Stored data
----------

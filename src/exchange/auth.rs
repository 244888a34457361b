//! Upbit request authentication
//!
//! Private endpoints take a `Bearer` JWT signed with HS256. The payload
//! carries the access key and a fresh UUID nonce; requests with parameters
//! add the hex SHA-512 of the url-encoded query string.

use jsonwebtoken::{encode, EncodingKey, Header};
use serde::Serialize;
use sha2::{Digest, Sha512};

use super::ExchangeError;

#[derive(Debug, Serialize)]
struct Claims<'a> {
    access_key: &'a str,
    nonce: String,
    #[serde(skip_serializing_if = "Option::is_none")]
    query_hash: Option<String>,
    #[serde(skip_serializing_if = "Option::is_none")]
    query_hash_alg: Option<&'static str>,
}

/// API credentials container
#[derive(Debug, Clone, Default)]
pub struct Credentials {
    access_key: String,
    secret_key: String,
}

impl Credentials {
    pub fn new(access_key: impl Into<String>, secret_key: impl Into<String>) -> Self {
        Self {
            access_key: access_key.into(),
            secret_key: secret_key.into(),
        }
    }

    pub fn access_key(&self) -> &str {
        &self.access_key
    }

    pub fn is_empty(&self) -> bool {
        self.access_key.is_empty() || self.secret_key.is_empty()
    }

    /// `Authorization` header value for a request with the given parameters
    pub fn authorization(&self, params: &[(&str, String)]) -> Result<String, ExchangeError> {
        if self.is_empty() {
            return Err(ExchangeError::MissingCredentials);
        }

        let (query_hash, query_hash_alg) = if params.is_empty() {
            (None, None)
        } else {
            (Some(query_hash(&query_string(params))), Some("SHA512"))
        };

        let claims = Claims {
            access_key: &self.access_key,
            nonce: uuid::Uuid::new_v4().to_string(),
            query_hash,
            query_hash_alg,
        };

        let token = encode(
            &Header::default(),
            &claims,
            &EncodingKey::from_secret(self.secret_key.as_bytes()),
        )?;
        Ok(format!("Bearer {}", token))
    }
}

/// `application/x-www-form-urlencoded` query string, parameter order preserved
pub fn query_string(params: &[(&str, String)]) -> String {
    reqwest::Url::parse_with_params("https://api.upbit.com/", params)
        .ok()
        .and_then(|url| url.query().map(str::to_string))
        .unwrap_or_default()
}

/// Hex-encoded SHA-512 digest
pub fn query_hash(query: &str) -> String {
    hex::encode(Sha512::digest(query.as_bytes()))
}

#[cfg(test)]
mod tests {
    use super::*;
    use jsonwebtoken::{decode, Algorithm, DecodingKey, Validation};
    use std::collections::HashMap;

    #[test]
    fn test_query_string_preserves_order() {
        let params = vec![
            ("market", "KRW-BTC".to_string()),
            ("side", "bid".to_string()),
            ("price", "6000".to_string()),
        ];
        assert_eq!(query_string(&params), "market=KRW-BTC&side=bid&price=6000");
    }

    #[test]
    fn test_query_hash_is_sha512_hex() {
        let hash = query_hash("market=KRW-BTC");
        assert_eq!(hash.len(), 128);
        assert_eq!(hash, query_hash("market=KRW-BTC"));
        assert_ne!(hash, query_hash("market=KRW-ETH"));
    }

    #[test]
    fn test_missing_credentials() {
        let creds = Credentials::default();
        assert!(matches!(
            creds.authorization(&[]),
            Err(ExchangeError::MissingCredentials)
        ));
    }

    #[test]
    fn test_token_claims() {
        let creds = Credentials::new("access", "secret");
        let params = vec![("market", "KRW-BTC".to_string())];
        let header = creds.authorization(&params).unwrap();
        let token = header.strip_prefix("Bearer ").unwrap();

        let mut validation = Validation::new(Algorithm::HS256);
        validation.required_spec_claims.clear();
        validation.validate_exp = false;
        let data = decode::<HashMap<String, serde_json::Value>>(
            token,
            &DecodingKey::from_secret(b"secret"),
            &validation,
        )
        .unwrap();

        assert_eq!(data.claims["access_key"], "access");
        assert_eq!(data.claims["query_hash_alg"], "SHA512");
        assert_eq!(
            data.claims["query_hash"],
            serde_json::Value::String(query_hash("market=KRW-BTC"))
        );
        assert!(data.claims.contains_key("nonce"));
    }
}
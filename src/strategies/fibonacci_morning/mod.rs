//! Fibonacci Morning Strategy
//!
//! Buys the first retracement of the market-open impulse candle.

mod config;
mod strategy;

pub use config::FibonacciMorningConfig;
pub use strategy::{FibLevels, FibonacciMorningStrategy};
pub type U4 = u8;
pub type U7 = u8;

----------

What is being asked:
Every line of the records containing the word "parameters" must appear in the answer.

Answer for the task:
//! carries the access key and a fresh UUID nonce; requests with parameters
    /// `Authorization` header value for a request with the given parameters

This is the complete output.